[Dataset entries]

= = = = = = =

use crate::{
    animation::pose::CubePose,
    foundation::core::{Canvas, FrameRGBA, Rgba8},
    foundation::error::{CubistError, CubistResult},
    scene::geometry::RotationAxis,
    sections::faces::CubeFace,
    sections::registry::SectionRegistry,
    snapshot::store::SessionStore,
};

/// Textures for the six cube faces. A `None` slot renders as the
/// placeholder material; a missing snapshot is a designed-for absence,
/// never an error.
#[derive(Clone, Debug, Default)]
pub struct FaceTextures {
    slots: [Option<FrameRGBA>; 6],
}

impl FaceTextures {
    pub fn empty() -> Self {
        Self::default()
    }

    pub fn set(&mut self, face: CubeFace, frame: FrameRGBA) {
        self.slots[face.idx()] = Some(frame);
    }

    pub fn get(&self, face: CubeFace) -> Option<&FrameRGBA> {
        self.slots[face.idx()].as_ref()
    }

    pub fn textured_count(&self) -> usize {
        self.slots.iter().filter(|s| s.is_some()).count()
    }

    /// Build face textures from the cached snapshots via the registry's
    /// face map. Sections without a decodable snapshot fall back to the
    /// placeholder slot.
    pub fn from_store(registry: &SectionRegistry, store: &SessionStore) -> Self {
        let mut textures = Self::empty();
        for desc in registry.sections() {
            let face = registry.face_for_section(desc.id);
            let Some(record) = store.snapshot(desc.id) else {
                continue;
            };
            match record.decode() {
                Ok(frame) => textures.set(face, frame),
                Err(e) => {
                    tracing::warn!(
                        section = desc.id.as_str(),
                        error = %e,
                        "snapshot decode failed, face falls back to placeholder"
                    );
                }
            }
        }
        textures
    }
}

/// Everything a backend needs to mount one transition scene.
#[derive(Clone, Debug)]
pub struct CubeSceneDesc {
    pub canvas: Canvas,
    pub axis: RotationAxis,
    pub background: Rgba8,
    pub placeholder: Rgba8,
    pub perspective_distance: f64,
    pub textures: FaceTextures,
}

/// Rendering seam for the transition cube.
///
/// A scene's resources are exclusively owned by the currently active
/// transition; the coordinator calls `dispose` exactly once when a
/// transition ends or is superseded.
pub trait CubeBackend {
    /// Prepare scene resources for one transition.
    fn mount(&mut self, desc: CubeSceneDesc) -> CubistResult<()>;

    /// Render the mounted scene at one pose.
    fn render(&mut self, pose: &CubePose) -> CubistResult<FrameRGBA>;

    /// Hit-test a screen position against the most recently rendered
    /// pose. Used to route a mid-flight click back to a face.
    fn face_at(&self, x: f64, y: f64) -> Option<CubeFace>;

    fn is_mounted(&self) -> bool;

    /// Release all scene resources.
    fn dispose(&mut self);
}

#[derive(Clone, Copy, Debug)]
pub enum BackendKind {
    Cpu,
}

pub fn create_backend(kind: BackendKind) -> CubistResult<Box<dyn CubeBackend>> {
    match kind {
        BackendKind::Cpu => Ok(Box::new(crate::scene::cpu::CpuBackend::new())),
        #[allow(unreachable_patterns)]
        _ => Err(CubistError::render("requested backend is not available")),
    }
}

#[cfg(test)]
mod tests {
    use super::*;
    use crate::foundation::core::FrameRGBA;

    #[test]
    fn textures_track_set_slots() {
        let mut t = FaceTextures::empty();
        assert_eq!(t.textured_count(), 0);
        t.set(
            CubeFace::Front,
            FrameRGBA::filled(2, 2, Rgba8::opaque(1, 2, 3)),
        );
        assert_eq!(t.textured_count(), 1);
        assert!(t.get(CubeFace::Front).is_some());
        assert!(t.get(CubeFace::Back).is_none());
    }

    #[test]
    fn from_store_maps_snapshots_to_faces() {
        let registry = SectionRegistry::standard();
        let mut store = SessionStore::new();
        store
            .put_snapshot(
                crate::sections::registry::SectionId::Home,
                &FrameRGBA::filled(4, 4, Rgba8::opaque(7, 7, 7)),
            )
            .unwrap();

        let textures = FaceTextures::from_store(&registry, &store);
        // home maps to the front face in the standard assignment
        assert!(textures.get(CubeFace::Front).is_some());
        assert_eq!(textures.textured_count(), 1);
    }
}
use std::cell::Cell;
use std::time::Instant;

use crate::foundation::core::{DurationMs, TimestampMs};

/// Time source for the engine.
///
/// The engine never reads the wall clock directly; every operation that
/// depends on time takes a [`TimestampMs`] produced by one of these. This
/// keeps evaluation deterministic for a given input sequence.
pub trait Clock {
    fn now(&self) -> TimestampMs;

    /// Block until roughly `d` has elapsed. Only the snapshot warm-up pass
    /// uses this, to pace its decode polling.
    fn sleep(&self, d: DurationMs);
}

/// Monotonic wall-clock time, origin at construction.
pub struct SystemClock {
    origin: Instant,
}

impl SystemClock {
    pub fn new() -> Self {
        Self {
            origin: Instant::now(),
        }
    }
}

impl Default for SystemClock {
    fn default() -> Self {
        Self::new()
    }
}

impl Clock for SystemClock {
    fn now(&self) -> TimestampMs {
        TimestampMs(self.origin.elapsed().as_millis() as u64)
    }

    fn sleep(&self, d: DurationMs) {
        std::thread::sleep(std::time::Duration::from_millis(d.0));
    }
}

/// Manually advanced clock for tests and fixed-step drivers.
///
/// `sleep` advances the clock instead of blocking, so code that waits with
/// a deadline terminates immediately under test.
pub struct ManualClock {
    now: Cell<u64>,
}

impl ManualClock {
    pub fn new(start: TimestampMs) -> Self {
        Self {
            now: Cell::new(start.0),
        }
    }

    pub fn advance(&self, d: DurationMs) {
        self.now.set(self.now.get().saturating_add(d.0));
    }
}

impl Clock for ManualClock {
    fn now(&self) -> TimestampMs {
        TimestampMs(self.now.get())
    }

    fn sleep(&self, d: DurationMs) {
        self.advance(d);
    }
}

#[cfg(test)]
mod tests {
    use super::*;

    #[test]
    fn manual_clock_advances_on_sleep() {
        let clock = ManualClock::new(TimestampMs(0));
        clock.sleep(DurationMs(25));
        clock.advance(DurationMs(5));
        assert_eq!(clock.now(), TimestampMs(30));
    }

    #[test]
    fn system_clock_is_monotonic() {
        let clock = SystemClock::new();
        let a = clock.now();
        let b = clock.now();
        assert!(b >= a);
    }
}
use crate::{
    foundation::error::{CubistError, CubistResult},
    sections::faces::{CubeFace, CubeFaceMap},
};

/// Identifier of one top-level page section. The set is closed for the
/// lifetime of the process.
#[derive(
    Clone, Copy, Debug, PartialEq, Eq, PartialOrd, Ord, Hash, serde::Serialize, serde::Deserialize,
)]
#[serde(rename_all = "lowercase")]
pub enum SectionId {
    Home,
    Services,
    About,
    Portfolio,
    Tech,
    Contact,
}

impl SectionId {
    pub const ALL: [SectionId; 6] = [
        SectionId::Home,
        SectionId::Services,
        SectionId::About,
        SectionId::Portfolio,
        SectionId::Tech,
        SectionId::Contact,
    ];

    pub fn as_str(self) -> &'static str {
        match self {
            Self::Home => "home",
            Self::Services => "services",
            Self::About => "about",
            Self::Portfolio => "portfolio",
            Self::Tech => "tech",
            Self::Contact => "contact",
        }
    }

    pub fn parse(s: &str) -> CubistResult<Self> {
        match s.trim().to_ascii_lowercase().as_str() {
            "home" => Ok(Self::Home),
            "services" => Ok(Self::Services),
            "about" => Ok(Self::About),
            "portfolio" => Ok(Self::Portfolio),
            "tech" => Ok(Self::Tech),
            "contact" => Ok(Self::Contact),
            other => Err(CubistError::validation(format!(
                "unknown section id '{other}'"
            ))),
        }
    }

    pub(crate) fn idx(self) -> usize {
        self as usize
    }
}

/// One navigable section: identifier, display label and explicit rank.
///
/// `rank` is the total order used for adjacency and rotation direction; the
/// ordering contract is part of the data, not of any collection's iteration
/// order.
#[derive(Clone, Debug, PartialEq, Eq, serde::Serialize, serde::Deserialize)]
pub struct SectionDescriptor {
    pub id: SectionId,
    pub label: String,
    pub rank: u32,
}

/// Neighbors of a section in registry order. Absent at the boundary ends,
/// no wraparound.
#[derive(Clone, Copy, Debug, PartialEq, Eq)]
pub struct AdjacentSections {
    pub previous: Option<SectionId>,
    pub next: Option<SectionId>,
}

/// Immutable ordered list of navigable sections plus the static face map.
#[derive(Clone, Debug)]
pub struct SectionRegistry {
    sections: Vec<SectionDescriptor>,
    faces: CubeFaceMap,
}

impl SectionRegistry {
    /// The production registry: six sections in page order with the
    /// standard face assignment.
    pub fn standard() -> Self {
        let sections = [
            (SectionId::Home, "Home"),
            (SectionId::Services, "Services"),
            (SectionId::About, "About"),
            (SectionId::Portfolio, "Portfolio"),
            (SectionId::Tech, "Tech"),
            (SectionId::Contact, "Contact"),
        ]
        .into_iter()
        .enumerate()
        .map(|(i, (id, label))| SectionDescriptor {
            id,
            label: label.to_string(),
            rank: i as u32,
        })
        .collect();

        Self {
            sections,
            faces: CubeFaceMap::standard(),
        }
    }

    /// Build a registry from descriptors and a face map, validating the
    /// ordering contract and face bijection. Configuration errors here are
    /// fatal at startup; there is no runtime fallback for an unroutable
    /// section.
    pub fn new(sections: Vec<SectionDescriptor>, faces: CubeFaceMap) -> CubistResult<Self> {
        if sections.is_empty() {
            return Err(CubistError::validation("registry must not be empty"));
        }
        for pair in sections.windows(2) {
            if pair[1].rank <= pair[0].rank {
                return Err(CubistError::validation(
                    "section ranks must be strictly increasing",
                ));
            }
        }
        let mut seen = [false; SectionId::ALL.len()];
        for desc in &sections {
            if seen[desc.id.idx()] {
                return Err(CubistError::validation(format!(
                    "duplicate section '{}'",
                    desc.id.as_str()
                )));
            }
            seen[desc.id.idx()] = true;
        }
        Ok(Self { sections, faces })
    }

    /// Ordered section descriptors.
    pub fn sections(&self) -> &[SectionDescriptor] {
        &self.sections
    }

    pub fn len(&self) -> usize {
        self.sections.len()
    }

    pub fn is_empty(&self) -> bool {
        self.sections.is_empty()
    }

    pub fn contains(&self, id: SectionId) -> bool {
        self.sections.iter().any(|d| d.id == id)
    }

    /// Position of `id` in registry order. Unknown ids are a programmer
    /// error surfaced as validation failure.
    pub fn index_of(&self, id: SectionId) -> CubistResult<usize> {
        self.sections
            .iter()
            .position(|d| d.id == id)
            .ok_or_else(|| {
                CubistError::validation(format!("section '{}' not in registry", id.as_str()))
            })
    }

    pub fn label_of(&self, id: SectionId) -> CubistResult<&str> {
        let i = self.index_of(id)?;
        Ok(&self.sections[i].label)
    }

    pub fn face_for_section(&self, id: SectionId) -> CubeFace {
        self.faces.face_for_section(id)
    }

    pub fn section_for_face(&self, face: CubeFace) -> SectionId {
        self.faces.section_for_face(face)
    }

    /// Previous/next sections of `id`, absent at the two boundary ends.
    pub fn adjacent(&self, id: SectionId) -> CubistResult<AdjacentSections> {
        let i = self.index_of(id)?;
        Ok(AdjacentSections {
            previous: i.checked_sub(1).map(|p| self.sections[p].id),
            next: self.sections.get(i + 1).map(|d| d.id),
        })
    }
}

= = = = = = =

» Task brief: From the first line above through the line that contains "pub fn get(&self, face: CubeFace)", quote each line exactly. Output nothing more.

» Result for this exercise:
use crate::{
    animation::pose::CubePose,
    foundation::core::{Canvas, FrameRGBA, Rgba8},
    foundation::error::{CubistError, CubistResult},
    scene::geometry::RotationAxis,
    sections::faces::CubeFace,
    sections::registry::SectionRegistry,
    snapshot::store::SessionStore,
};

/// Textures for the six cube faces. A `None` slot renders as the
/// placeholder material; a missing snapshot is a designed-for absence,
/// never an error.
#[derive(Clone, Debug, Default)]
pub struct FaceTextures {
    slots: [Option<FrameRGBA>; 6],
}

impl FaceTextures {
    pub fn empty() -> Self {
        Self::default()
    }

    pub fn set(&mut self, face: CubeFace, frame: FrameRGBA) {
        self.slots[face.idx()] = Some(frame);
    }

    pub fn get(&self, face: CubeFace) -> Option<&FrameRGBA> {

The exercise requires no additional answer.